A história de Suradjo

O Boko Haram tem radicalizado as pessoas. Suradjo Hamadu tem 18 anos. Os pais converteram-se ao Islão. Ele manteve-se fiel ao Cristianismo. A princípio, tudo correu bem, até que os líderes muçulmanos locais começaram a exigir-lhe que mudasse também de religião. “Os meus pais disseram-me que me matariam se eu fosse mais alguma vez à igreja”. Foi. Nesse dia, os próprios irmãos perseguiram-no com facas e machados para o matarem. Refugiou-se em casa de uma família cristã. Agora vive num quartel militar que acolhe dezenas de nigerianos que fugiram do Boko Haram. Adama Asuma é uma dessas pessoas. Ainda hoje fica em lágrimas, num pranto descontrolado, quando recorda o massacre da sua aldeia pelos islâmicos. Ela salvou-se, correndo, sem se atrever a olhar para trás. Foi há oito meses. “Ainda hoje não sei o que aconteceu aos meus pais.”

 

Refugiados em igrejas

O Padre Evaristus Bassey, director executivo da Caritas da Nigéria, passa os dias a tentar ajudar os refugiados desta verdadeira guerra. Ele salienta o trabalho único da Igreja no acolhimento destas pessoas que perderam tudo o que tinham e que, de um momento para o outro, se transformaram em refugiados. “Muitos deles estão hospedados em estruturas da Igreja”, diz o Padre Evaristus. “Por exemplo, a Catedral de Santa Teresa, em Yola, a capital do Estado Adamawa, acolheu cerca de 270 pessoas na casa do Bispo, no oratório e na escola. Há também desalojados que foram recebidos em igrejas e famílias que abriram as suas casas, apesar do peso económico que isto comporta”.

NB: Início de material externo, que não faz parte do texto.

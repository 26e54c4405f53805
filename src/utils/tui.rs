use indicatif::{ProgressBar, ProgressStyle};

pub fn create_spinner(message: String) -> ProgressBar {
    let spinner = ProgressBar::new_spinner();
    if let Ok(style) = ProgressStyle::default_spinner()
        .tick_strings(&["-", "\\", "|", "/", " "])
        .template("{msg} {spinner}")
    {
        spinner.set_style(style);
    }
    spinner.set_message(message);
    spinner.enable_steady_tick(std::time::Duration::from_millis(80));
    spinner
}

/// Ask the operator to re-run with `--yes` before doing something destructive.
pub fn confirm_hint(action: &str) {
    println!("\nRe-run with --yes to {}.", action);
}
use anyhow::{Context, Result};
use calsync_core::remote::protocol::DeleteCalendar;

use super::authed_api;

pub async fn handle(cmd: DeleteCalendar) -> Result<()> {
    let api = authed_api(&cmd.remote_config).await?;

    api.delete_calendar(&cmd.calendar_id)
        .await
        .with_context(|| format!("Failed to delete calendar: {}", cmd.calendar_id))
}
//! Duplicate scanner/pruner for remote calendars.
//!
//! Independent of the reconciliation engine: it only lists and deletes
//! remote events. Within each matching calendar, events sharing a
//! signature are grouped in listing order; every event after the first is a
//! duplicate.

use std::collections::HashSet;

use chrono_tz::Tz;

use crate::date_range::DateRange;
use crate::error::{CalSyncError, CalSyncResult};
use crate::record::Signature;
use crate::remote::{CalendarService, RemoteCalendar, RemoteEvent, fetch_all_calendars, fetch_all_events};
use crate::resolver::CalendarFilter;
use crate::retry::Executor;

#[derive(Debug, Clone, PartialEq)]
pub struct Duplicate {
    pub event_id: String,
    pub signature: Signature,
}

#[derive(Debug, Clone, Default)]
pub struct CalendarDedupe {
    pub name: String,
    pub calendar_id: String,
    pub scanned: usize,
    /// Events exempted by a protected keyword.
    pub protected: usize,
    pub duplicates: Vec<Duplicate>,
    pub deleted: usize,
    pub failed: usize,
    pub error: Option<String>,
}

#[derive(Debug, Clone, Default)]
pub struct DedupeReport {
    pub calendars: Vec<CalendarDedupe>,
    /// Calendars not scanned because their name is protected.
    pub protected_calendars: Vec<String>,
    pub dry_run: bool,
}

impl DedupeReport {
    pub fn duplicates_found(&self) -> usize {
        self.calendars.iter().map(|c| c.duplicates.len()).sum()
    }

    pub fn deleted(&self) -> usize {
        self.calendars.iter().map(|c| c.deleted).sum()
    }
}

pub struct DuplicateScanner<'a, S> {
    service: &'a S,
    executor: &'a Executor,
    tz: Tz,
    protected_keywords: Vec<String>,
}

impl<'a, S: CalendarService> DuplicateScanner<'a, S> {
    pub fn new<K: AsRef<str>>(
        service: &'a S,
        executor: &'a Executor,
        tz: Tz,
        protected_keywords: &[K],
    ) -> Self {
        DuplicateScanner {
            service,
            executor,
            tz,
            protected_keywords: protected_keywords
                .iter()
                .map(|k| k.as_ref().to_lowercase())
                .collect(),
        }
    }

    /// Case-insensitive substring match against the protected keywords.
    pub fn is_protected(&self, text: &str) -> bool {
        let text = text.to_lowercase();
        self.protected_keywords.iter().any(|k| text.contains(k.as_str()))
    }

    pub async fn scan(
        &self,
        filter: &CalendarFilter,
        range: &DateRange,
        dry_run: bool,
    ) -> CalSyncResult<DedupeReport> {
        let mut report = DedupeReport {
            dry_run,
            ..DedupeReport::default()
        };

        let mut calendars: Vec<RemoteCalendar> = fetch_all_calendars(self.service, self.executor)
            .await?
            .into_iter()
            .filter(|c| filter.matches(&c.name))
            .collect();
        calendars.sort_by(|a, b| a.name.cmp(&b.name));

        for calendar in calendars {
            if self.is_protected(&calendar.name) {
                tracing::debug!(calendar = %calendar.name, "Skipping protected calendar");
                report.protected_calendars.push(calendar.name);
                continue;
            }

            let mut result = CalendarDedupe {
                name: calendar.name.clone(),
                calendar_id: calendar.id.clone(),
                ..CalendarDedupe::default()
            };

            match self.prune_calendar(&calendar, range, dry_run, &mut result).await {
                Ok(()) => {}
                Err(CalSyncError::Cancelled) => return Err(CalSyncError::Cancelled),
                Err(e) => {
                    tracing::error!(calendar = %calendar.name, error = %e, "Dedupe failed");
                    result.error = Some(e.to_string());
                }
            }

            report.calendars.push(result);
        }

        tracing::info!(
            duplicates = report.duplicates_found(),
            deleted = report.deleted(),
            dry_run,
            "Dedupe finished"
        );
        Ok(report)
    }

    async fn prune_calendar(
        &self,
        calendar: &RemoteCalendar,
        range: &DateRange,
        dry_run: bool,
        result: &mut CalendarDedupe,
    ) -> CalSyncResult<()> {
        let events = fetch_all_events(self.service, self.executor, &calendar.id, range).await?;
        result.scanned = events.len();
        result.duplicates = self.find_duplicates(&events, &mut result.protected);

        if dry_run {
            return Ok(());
        }

        let service = self.service;
        let calendar_id = calendar.id.as_str();
        for duplicate in &result.duplicates {
            let event_id = duplicate.event_id.as_str();
            let deleted = self
                .executor
                .execute(&format!("delete duplicate {}", duplicate.signature), move || {
                    service.delete_event(calendar_id, event_id)
                })
                .await;

            match deleted {
                Ok(()) => result.deleted += 1,
                Err(err @ (CalSyncError::SyncExhausted { .. } | CalSyncError::Cancelled)) => {
                    return Err(err);
                }
                Err(err) => {
                    tracing::warn!(calendar = %calendar.name, event_id, error = %err, "Delete failed");
                    result.failed += 1;
                }
            }
        }

        Ok(())
    }

    /// Every event beyond the first per signature, in listing order.
    fn find_duplicates(&self, events: &[RemoteEvent], protected: &mut usize) -> Vec<Duplicate> {
        let mut seen: HashSet<Signature> = HashSet::new();
        let mut duplicates = Vec::new();

        for event in events {
            if self.is_protected(&event.summary) {
                *protected += 1;
                continue;
            }
            let Some(signature) = event.signature(self.tz) else {
                tracing::debug!(event_id = %event.id, "Skipping event with unreadable times");
                continue;
            };
            if seen.contains(&signature) {
                duplicates.push(Duplicate {
                    event_id: event.id.clone(),
                    signature,
                });
            } else {
                seen.insert(signature);
            }
        }

        duplicates
    }
}
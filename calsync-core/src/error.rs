//! Error types for the calsync ecosystem.

use thiserror::Error;

use crate::remote::RemoteError;

/// Errors that can occur in calsync operations.
#[derive(Error, Debug)]
pub enum CalSyncError {
    #[error("Configuration error: {0}")]
    Config(String),

    #[error("Schedule error: {0}")]
    Schedule(String),

    #[error("State store error: {0}")]
    Store(#[from] rusqlite::Error),

    #[error(transparent)]
    Remote(#[from] RemoteError),

    #[error("Failed {label} after {attempts} attempts (quota exceeded)")]
    SyncExhausted { label: String, attempts: u32 },

    #[error("Cancelled")]
    Cancelled,

    #[error("Provider error: {0}")]
    Provider(String),

    #[error("Provider '{0}' not found in PATH")]
    ProviderNotInstalled(String),

    #[error("Provider request timed out after {0}s")]
    ProviderTimeout(u64),

    #[error("Serialization error: {0}")]
    Serialization(String),

    #[error("IO error: {0}")]
    Io(#[from] std::io::Error),
}

/// Result type alias for calsync operations.
pub type CalSyncResult<T> = Result<T, CalSyncError>;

Estes são dias terríveis para os cristãos na Nigéria. Há um clima de guerra que ninguém pode desmentir. Apesar das operações militares, o Boko Haram continua activo e talvez mais mortífero do que nunca. Igrejas, escolas, mercados são alvo de atentados terroristas. Há uma mancha de sangue que continua a escorrer na Nigéria. Os Cristãos são um dos principais alvos destes islâmicos que procuram instaurar um reino de terror para implantarem a “sharia” a lei islâmica. Cada dia que passa é como que um barómetro para a coragem destes cristãos. Irão hoje à Missa? E se houver um atentado? Da Nigéria chegam-nos, todos os dias, testemunhos vibrantes de fé.